Environmental groups fear that BAN will deflect attention from the major causes of salmon declines, says Lisa McShane, salmon campaign coordinator for the Northwest Ecosystem Alliance. Those same concerns led most green groups to oppose the 1995 Save Our Sealife Initiative, which they said was a ruse by hydropower interests to deflect attention from salmon-killing dams by shifting attention to commercial fishing. The Columbia River Alliance, a consortium of irrigators and aluminum companies, played a signature role in planning and funding the earlier initiative. However, Tony Snow says that BAN is committed to dealing with other factors causing salmon declines, and he sounds a conciliatory tone toward green groups, saying, “We’d love to have their support.” Still, it seems inevitable that environmental groups will oppose the initiative. BAN president Tom Nelson conceded as much, suggesting that conservation groups like Save Our Wild Salmon, Sierra Club, and Audubon Society are “controlled by commercial fishers.” To which Tim Stearns, with Save Our Wild Salmon, replies that the group’s work with commercial fishers arises from a desire to develop workable salmon solutions. Impacts from nets can be managed with the help of commercial fishers, he says, rather than resorting to BAN’s “nuclear bomb method of dealing with the problem.”
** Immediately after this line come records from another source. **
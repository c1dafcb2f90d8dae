use crate::model::{DeckKey, Role, Username};

/// Identity of a logged-in user.
///
/// Only exists between a successful login and logout; it is never persisted.
#[derive(Debug, Clone, PartialEq, Eq)]
pub struct Session {
    username: Username,
    role: Role,
}

impl Session {
    #[must_use]
    pub fn new(username: Username, role: Role) -> Self {
        Self { username, role }
    }

    #[must_use]
    pub fn username(&self) -> &Username {
        &self.username
    }

    #[must_use]
    pub fn role(&self) -> Role {
        self.role
    }

    /// The personal deck belonging to this session's username.
    #[must_use]
    pub fn own_deck(&self) -> DeckKey {
        DeckKey::User(self.username.clone())
    }
}
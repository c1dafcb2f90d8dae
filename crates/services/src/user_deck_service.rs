use std::sync::Arc;

use flash_core::model::{Card, CardDraft, DeckKey, Role, Session, Username};
use storage::repository::DeckRepository;

use crate::card_service::{append_card, remove_card_at};
use crate::error::CardServiceError;

/// Super-administrator management of a single user's personal deck.
#[derive(Clone)]
pub struct UserDeckService {
    decks: Arc<dyn DeckRepository>,
}

impl UserDeckService {
    #[must_use]
    pub fn new(decks: Arc<dyn DeckRepository>) -> Self {
        Self { decks }
    }

    /// List `username`'s personal deck in stored order.
    ///
    /// # Errors
    ///
    /// Returns `Forbidden` for non super-administrators, `Username` for a
    /// blank name, `Storage` if the deck cannot be read.
    pub async fn list(
        &self,
        session: &Session,
        username: &str,
    ) -> Result<Vec<Card>, CardServiceError> {
        let key = deck_key(session, username)?;
        Ok(self.decks.load_deck(&key).await?)
    }

    /// Append a card to `username`'s personal deck.
    ///
    /// # Errors
    ///
    /// As [`Self::list`], plus `Validation` for empty card fields.
    pub async fn add_card(
        &self,
        session: &Session,
        username: &str,
        draft: CardDraft,
    ) -> Result<Vec<Card>, CardServiceError> {
        let key = deck_key(session, username)?;
        let cards = append_card(self.decks.as_ref(), &key, draft).await?;
        tracing::info!(deck = %key, total = cards.len(), "added user card");
        Ok(cards)
    }

    /// Remove the card at `index` from `username`'s personal deck.
    ///
    /// Returns the remaining cards.
    ///
    /// # Errors
    ///
    /// As [`Self::list`], plus `IndexOutOfRange` for an unknown index.
    pub async fn delete_card(
        &self,
        session: &Session,
        username: &str,
        index: usize,
    ) -> Result<Vec<Card>, CardServiceError> {
        let key = deck_key(session, username)?;
        let (_removed, cards) = remove_card_at(self.decks.as_ref(), &key, index).await?;
        tracing::info!(deck = %key, index, remaining = cards.len(), "deleted user card");
        Ok(cards)
    }
}

fn deck_key(session: &Session, username: &str) -> Result<DeckKey, CardServiceError> {
    if session.role() != Role::SuperAdmin {
        return Err(CardServiceError::Forbidden {
            role: session.role(),
        });
    }
    Ok(DeckKey::User(Username::parse(username)?))
}

#[cfg(test)]
mod tests {
    use super::*;
    use storage::repository::{KeyValueStore, Storage};

    fn root() -> Session {
        Session::new(Username::parse("root").unwrap(), Role::SuperAdmin)
    }

    #[tokio::test]
    async fn manages_deck_under_normalized_name() {
        let storage = Storage::in_memory();
        let service = UserDeckService::new(Arc::clone(&storage.decks));

        service
            .add_card(&root(), " Dana ", CardDraft::new("Q1", "A1"))
            .await
            .unwrap();
        service
            .add_card(&root(), "DANA", CardDraft::new("Q2", "A2"))
            .await
            .unwrap();
        assert!(storage.kv.get("FLASHCARDS_dana").await.unwrap().is_some());

        let remaining = service.delete_card(&root(), "dana", 0).await.unwrap();
        assert_eq!(remaining.len(), 1);
        assert_eq!(remaining[0].question(), "Q2");
        assert_eq!(service.list(&root(), "dana").await.unwrap(), remaining);
    }

    #[tokio::test]
    async fn only_super_admin_may_manage() {
        let storage = Storage::in_memory();
        let service = UserDeckService::new(Arc::clone(&storage.decks));
        let editor = Session::new(Username::parse("ed").unwrap(), Role::Editor);

        let err = service.list(&editor, "dana").await.unwrap_err();
        assert!(matches!(err, CardServiceError::Forbidden { role: Role::Editor }));
    }

    #[tokio::test]
    async fn delete_out_of_range_leaves_deck_alone() {
        let storage = Storage::in_memory();
        let service = UserDeckService::new(Arc::clone(&storage.decks));
        service
            .add_card(&root(), "dana", CardDraft::new("Q", "A"))
            .await
            .unwrap();

        let err = service.delete_card(&root(), "dana", 3).await.unwrap_err();
        assert!(matches!(
            err,
            CardServiceError::IndexOutOfRange { index: 3, len: 1 }
        ));
        assert_eq!(service.list(&root(), "dana").await.unwrap().len(), 1);
    }
}
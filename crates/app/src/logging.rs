//! Tracing subscriber setup for the `flashcards` binary.

use tracing::Level;
use tracing_subscriber::{EnvFilter, fmt, prelude::*};

/// Crates whose events are shown at the chosen verbosity.
const LOG_TARGETS: [&str; 4] = ["app", "flashcards", "services", "storage"];

/// Verbosity level for logging output.
#[derive(Debug, Clone, Copy, PartialEq, Eq, Default)]
pub enum Verbosity {
    /// Errors only.
    Quiet,
    /// Warnings and above; keeps the study prompt readable.
    #[default]
    Normal,
    /// Info and debug.
    Verbose,
    /// Everything.
    Trace,
}

impl Verbosity {
    #[must_use]
    pub fn from_flags(quiet: bool, verbose: u8) -> Self {
        if quiet {
            return Self::Quiet;
        }
        match verbose {
            0 => Self::Normal,
            1 => Self::Verbose,
            _ => Self::Trace,
        }
    }

    #[must_use]
    pub fn to_level(self) -> Level {
        match self {
            Self::Quiet => Level::ERROR,
            Self::Normal => Level::WARN,
            Self::Verbose => Level::DEBUG,
            Self::Trace => Level::TRACE,
        }
    }

    fn default_filter(self) -> String {
        let level = self.to_level();
        LOG_TARGETS
            .iter()
            .map(|target| format!("{target}={level}"))
            .collect::<Vec<_>>()
            .join(",")
    }
}

/// Install the global subscriber. `RUST_LOG` takes precedence over
/// `verbosity`. Calling this twice is harmless.
pub fn init_logging(verbosity: Verbosity) {
    let env_filter = EnvFilter::try_from_default_env()
        .unwrap_or_else(|_| EnvFilter::new(verbosity.default_filter()));

    let subscriber = tracing_subscriber::registry().with(env_filter).with(
        fmt::layer()
            .with_writer(std::io::stderr)
            .with_target(true)
            .with_file(false)
            .with_line_number(false),
    );

    let _ = subscriber.try_init();
}

#[cfg(test)]
mod tests {
    use super::*;

    #[test]
    fn flags_map_to_verbosity() {
        assert_eq!(Verbosity::from_flags(false, 0), Verbosity::Normal);
        assert_eq!(Verbosity::from_flags(false, 1), Verbosity::Verbose);
        assert_eq!(Verbosity::from_flags(false, 5), Verbosity::Trace);
        assert_eq!(Verbosity::from_flags(true, 2), Verbosity::Quiet);
    }

    #[test]
    fn default_filter_covers_workspace_crates() {
        let filter = Verbosity::Verbose.default_filter();
        assert!(filter.contains("services=DEBUG"));
        assert!(filter.contains("storage=DEBUG"));
    }

    #[test]
    fn init_logging_twice_does_not_panic() {
        init_logging(Verbosity::Quiet);
        init_logging(Verbosity::Trace);
    }
}
//! SQLite URL handling for the binary.

use std::path::{Path, PathBuf};

use thiserror::Error;

pub const MEMORY_URL: &str = "sqlite::memory:";

#[derive(Debug, Error)]
pub enum DbUrlError {
    #[error("invalid database url: {raw}")]
    Invalid { raw: String },
    #[error("cannot create database file {path}: {source}")]
    Create {
        path: PathBuf,
        #[source]
        source: std::io::Error,
    },
}

/// Turn `sqlite:relative.db` or a bare path into an absolute `sqlite://` URL.
#[must_use]
pub fn normalize_sqlite_url(raw: &str) -> String {
    let trimmed = raw.trim();
    if trimmed == MEMORY_URL || trimmed.starts_with("sqlite://") {
        return trimmed.to_owned();
    }

    let path_str = trimmed.strip_prefix("sqlite:").unwrap_or(trimmed);
    let path = Path::new(path_str);
    let absolute = if path.is_absolute() {
        path.to_path_buf()
    } else {
        std::env::current_dir()
            .unwrap_or_else(|_| PathBuf::from("."))
            .join(path)
    };
    format!("sqlite://{}", absolute.display())
}

/// Make sure the database file and its parent directory exist; sqlx will not
/// create them on its own.
///
/// # Errors
///
/// Returns `DbUrlError::Invalid` for a URL without a path and
/// `DbUrlError::Create` when the file cannot be created.
pub fn prepare_sqlite_file(db_url: &str) -> Result<(), DbUrlError> {
    if db_url == MEMORY_URL || db_url.contains("mode=memory") {
        return Ok(());
    }

    let invalid = || DbUrlError::Invalid {
        raw: db_url.to_owned(),
    };
    let path = db_url.strip_prefix("sqlite://").ok_or_else(invalid)?;
    let path = path.split('?').next().unwrap_or(path);
    if path.is_empty() {
        return Err(invalid());
    }

    let path = Path::new(path);
    let create_err = |source| DbUrlError::Create {
        path: path.to_path_buf(),
        source,
    };
    if let Some(parent) = path.parent() {
        std::fs::create_dir_all(parent).map_err(create_err)?;
    }
    if !path.exists() {
        std::fs::OpenOptions::new()
            .create(true)
            .write(true)
            .truncate(false)
            .open(path)
            .map_err(create_err)?;
    }
    Ok(())
}
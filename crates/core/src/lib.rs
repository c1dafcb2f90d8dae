#![forbid(unsafe_code)]

pub mod auth;
pub mod error;
pub mod model;
pub mod study;

pub use auth::{AuthError, RoleSecrets, authenticate};
pub use error::Error;
pub use study::{AnswerStatus, NavigatorError, Score, StudyNavigator};
//! Command-line front end for the flashcards services.

#![forbid(unsafe_code)]

pub mod cli;
pub mod config;
pub mod db;
pub mod logging;
pub mod study_loop;

pub use config::AppConfig;
pub use logging::{Verbosity, init_logging};
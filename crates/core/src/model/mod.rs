mod card;
mod keys;
mod role;
mod session;
mod username;

pub use card::{Card, CardDraft, CardError, normalize_answer};
pub use keys::{DeckKey, KEY_PREFIX, SHARED_DECK_KEY, USERS_KEY};
pub use role::{ParseRoleError, Role};
pub use session::Session;
pub use username::{Username, UsernameError};
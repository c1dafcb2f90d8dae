//! Shared error types for the services crate.

use thiserror::Error;

use flash_core::model::{CardError, Role, UsernameError};
use flash_core::NavigatorError;
use storage::repository::StorageError;
use storage::sqlite::SqliteInitError;

/// Errors emitted by `CardService` and `UserDeckService`.
#[derive(Debug, Error)]
#[non_exhaustive]
pub enum CardServiceError {
    #[error("role `{role}` may not edit this deck")]
    Forbidden { role: Role },
    #[error(transparent)]
    Validation(#[from] CardError),
    #[error(transparent)]
    Username(#[from] UsernameError),
    #[error("card index {index} is out of range (deck has {len} cards)")]
    IndexOutOfRange { index: usize, len: usize },
    #[error(transparent)]
    Storage(#[from] StorageError),
}

/// Errors emitted by `UserService`.
#[derive(Debug, Error)]
#[non_exhaustive]
pub enum UserServiceError {
    #[error("role `{role}` may not manage users")]
    Forbidden { role: Role },
    #[error(transparent)]
    Validation(#[from] UsernameError),
    #[error("user `{0}` already exists")]
    DuplicateUser(String),
    #[error(transparent)]
    Storage(#[from] StorageError),
}

/// Errors emitted while studying a resolved deck.
#[derive(Debug, Error)]
#[non_exhaustive]
pub enum StudyError {
    #[error(transparent)]
    Navigator(#[from] NavigatorError),
    #[error(transparent)]
    Storage(#[from] StorageError),
}

/// Errors emitted while bootstrapping app services.
#[derive(Debug, Error)]
#[non_exhaustive]
pub enum AppServicesError {
    #[error(transparent)]
    Sqlite(#[from] SqliteInitError),
}
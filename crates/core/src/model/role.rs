use std::fmt;
use std::str::FromStr;

use serde::{Deserialize, Serialize};
use thiserror::Error;

/// Role picked on the login form.
///
/// The role is chosen per login, not stored with the account.
#[derive(Debug, Clone, Copy, PartialEq, Eq, Hash, Serialize, Deserialize)]
pub enum Role {
    /// Studies the shared deck plus their own cards, can self-grade.
    #[serde(rename = "user")]
    Learner,
    /// Maintains the shared deck.
    #[serde(rename = "admin")]
    Editor,
    /// Manages registered users and their personal decks.
    #[serde(rename = "superadmin")]
    SuperAdmin,
}

impl Role {
    pub const ALL: [Role; 3] = [Role::Learner, Role::Editor, Role::SuperAdmin];

    #[must_use]
    pub fn as_str(self) -> &'static str {
        match self {
            Role::Learner => "user",
            Role::Editor => "admin",
            Role::SuperAdmin => "superadmin",
        }
    }

    #[must_use]
    pub fn is_learner(self) -> bool {
        matches!(self, Role::Learner)
    }

    /// Editors and super-administrators may append to the shared deck.
    #[must_use]
    pub fn can_add_shared_cards(self) -> bool {
        matches!(self, Role::Editor | Role::SuperAdmin)
    }
}

impl fmt::Display for Role {
    fn fmt(&self, f: &mut fmt::Formatter<'_>) -> fmt::Result {
        f.write_str(self.as_str())
    }
}

#[derive(Debug, Error, Clone, PartialEq, Eq)]
#[error("unknown role `{raw}` (expected user, admin or superadmin)")]
pub struct ParseRoleError {
    raw: String,
}

impl FromStr for Role {
    type Err = ParseRoleError;

    fn from_str(s: &str) -> Result<Self, Self::Err> {
        match s.trim().to_ascii_lowercase().as_str() {
            "user" | "learner" => Ok(Role::Learner),
            "admin" | "editor" => Ok(Role::Editor),
            "superadmin" | "super-admin" => Ok(Role::SuperAdmin),
            _ => Err(ParseRoleError { raw: s.to_owned() }),
        }
    }
}

#[cfg(test)]
mod tests {
    use super::*;

    #[test]
    fn parses_external_names_and_aliases() {
        assert_eq!("user".parse::<Role>().unwrap(), Role::Learner);
        assert_eq!("Admin".parse::<Role>().unwrap(), Role::Editor);
        assert_eq!("editor".parse::<Role>().unwrap(), Role::Editor);
        assert_eq!(" superadmin ".parse::<Role>().unwrap(), Role::SuperAdmin);
        assert!("root".parse::<Role>().is_err());
    }

    #[test]
    fn display_round_trips() {
        for role in Role::ALL {
            assert_eq!(role.to_string().parse::<Role>().unwrap(), role);
        }
    }

    #[test]
    fn only_learners_are_learners() {
        assert!(Role::Learner.is_learner());
        assert!(!Role::Editor.is_learner());
        assert!(!Role::Learner.can_add_shared_cards());
        assert!(Role::SuperAdmin.can_add_shared_cards());
    }
}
NONETHELESS, INITIATIVE proponents say banning commercial nets is best, and the only meaningful action voters can take on behalf of salmon. Political will simply is not strong enough to deal with dams, logging, development, and agriculture. “Overharvest by nets,” however, “citizens can control.” But if nets are the only factor that citizens rein in, says Steve Mathews, salmon will continue to decline. “Very few of the problems will go away by eliminating nets,” he says, and “you end up with one less industry to fight for cleaner waters and habitat.”

Commercial fishers have invested a great deal of energy defending fish. The Puget Sound Gillnetters Association filed the original petition with the National Marine Fisheries Service to have Puget Sound chinook listed as an endangered species. Gillnetter Anne Mossness says that she and her colleagues spend countless unpaid hours advocating for wild salmon restoration; fighting the proposed net ban, she adds, will only distract them from more important work. She also laments that sports fishers are wrestling again with commercial fishers over who gets what. “No one’s going to come out on top on this,” she says. “We’ve all got to work together” to save wild salmon. That is clearly another salmon solution that’s not as simple as it sounds.